## Requirement
Write out each line of the records that has "failed" in it.

(Collection entries)
[Start of Attachment]
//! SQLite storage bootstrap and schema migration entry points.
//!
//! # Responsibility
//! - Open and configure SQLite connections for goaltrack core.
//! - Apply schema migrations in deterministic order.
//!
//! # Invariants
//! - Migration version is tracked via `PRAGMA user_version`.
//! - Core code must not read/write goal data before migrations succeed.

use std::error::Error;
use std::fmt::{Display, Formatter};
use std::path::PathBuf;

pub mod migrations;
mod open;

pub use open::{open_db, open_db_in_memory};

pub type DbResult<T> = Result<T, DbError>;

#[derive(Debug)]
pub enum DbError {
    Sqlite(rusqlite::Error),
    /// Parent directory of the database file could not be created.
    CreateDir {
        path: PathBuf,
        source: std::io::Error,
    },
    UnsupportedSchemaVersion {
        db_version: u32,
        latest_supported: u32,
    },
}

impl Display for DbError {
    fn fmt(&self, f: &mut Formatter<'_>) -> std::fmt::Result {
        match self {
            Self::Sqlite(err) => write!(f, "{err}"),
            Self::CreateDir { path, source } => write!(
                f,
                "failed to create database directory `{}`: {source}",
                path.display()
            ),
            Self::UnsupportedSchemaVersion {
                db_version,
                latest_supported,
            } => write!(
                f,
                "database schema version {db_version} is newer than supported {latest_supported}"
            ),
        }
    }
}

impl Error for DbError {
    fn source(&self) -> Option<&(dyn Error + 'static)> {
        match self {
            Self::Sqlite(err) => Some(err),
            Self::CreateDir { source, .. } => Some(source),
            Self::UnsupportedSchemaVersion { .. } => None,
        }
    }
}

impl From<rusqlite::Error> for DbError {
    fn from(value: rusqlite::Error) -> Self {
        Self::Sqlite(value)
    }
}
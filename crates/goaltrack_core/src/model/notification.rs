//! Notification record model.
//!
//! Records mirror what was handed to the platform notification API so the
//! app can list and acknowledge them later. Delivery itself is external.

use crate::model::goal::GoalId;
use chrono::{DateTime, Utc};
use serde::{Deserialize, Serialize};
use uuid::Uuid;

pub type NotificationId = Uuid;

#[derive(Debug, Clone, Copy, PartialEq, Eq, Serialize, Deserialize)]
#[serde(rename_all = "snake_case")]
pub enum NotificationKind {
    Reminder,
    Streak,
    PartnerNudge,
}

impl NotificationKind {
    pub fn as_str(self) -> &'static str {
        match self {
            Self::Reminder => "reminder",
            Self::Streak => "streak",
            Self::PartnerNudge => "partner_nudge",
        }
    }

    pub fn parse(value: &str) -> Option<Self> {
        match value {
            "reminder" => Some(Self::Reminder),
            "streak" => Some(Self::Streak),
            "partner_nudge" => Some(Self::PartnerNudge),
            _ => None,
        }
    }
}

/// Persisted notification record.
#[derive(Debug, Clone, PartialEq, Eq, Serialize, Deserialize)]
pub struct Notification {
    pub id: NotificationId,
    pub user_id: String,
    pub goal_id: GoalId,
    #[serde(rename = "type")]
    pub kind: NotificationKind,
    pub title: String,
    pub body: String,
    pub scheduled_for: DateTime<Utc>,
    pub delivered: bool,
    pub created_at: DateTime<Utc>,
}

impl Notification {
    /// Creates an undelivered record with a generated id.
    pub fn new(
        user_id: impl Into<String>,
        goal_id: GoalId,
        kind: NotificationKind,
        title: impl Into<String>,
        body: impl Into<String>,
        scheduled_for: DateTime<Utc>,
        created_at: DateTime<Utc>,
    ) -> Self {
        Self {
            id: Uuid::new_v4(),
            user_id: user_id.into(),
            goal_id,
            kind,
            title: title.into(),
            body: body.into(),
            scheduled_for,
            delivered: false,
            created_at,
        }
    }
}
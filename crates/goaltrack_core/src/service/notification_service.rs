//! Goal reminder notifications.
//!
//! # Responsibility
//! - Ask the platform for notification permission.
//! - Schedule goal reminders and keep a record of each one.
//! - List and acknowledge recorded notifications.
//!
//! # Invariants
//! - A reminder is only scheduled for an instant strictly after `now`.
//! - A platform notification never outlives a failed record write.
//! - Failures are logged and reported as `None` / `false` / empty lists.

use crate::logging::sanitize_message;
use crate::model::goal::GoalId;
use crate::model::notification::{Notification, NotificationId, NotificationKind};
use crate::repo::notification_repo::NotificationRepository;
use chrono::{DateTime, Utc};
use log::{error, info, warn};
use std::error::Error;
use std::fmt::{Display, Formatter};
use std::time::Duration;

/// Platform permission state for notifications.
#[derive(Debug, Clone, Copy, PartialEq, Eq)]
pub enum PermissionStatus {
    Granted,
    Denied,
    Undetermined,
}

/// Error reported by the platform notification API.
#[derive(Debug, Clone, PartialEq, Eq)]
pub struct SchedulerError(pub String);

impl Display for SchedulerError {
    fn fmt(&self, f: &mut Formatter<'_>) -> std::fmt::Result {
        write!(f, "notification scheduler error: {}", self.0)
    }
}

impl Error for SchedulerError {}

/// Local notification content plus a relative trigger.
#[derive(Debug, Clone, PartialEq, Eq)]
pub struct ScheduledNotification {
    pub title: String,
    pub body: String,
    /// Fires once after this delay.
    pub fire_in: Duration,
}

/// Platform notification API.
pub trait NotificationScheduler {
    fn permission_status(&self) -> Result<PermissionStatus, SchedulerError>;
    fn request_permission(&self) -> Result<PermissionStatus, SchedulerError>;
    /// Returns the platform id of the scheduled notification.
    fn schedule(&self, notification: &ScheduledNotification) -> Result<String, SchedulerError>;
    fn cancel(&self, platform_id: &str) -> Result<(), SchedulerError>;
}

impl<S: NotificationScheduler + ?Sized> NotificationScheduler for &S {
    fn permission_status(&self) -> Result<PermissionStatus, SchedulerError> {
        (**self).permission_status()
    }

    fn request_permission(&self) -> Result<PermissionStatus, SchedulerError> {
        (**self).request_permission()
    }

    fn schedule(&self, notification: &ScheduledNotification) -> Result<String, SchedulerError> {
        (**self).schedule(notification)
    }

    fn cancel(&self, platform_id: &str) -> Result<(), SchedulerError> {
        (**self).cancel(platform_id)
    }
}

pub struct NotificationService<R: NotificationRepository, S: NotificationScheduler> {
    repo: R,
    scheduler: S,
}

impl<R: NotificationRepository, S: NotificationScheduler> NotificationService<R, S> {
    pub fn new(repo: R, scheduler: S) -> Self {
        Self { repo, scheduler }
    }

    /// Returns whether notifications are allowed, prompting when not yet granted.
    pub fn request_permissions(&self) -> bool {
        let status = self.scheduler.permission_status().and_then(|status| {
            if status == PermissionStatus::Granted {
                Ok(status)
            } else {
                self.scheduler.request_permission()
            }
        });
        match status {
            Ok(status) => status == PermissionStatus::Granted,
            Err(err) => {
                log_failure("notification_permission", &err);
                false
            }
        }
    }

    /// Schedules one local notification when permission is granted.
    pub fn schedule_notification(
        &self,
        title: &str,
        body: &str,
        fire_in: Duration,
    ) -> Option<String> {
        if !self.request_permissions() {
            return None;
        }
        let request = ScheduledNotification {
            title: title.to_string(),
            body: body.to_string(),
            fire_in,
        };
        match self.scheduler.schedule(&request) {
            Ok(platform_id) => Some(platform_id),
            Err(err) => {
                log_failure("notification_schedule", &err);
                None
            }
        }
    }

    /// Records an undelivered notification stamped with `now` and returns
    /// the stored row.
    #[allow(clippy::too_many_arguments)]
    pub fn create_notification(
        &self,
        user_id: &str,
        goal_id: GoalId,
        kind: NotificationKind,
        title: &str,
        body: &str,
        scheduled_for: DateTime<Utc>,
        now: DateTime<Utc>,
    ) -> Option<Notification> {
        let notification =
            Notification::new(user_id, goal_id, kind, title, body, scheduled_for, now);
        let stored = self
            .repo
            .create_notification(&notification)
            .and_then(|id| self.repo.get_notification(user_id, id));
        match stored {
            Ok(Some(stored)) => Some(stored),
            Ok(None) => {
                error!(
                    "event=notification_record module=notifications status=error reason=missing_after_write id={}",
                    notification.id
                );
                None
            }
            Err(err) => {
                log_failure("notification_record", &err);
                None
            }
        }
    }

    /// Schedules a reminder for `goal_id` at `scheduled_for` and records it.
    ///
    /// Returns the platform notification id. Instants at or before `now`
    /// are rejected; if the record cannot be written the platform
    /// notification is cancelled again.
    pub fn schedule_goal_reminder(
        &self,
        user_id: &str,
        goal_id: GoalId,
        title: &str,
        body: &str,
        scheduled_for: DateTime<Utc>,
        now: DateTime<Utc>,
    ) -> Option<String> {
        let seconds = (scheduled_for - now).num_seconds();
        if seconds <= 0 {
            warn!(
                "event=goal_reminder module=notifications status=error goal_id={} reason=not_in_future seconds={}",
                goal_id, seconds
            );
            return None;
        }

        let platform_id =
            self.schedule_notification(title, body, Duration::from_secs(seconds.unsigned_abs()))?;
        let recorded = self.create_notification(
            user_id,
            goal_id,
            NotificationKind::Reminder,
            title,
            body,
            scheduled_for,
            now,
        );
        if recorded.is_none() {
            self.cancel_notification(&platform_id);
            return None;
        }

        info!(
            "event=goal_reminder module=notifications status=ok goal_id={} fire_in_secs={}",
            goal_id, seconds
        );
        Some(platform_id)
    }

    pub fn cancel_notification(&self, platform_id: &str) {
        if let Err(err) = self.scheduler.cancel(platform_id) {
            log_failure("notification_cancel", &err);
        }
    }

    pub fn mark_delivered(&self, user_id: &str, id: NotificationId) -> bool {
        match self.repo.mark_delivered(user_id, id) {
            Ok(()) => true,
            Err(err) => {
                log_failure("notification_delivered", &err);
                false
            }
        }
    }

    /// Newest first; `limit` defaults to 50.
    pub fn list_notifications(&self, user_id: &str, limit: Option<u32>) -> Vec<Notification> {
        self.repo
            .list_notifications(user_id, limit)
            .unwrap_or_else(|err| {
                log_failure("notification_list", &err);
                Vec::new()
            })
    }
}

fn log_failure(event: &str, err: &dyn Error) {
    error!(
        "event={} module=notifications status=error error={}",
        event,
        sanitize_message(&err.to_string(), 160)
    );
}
[End of Attachment]
## Solution below
                "failed to create database directory `{}`: {source}",
//! - A platform notification never outlives a failed record write.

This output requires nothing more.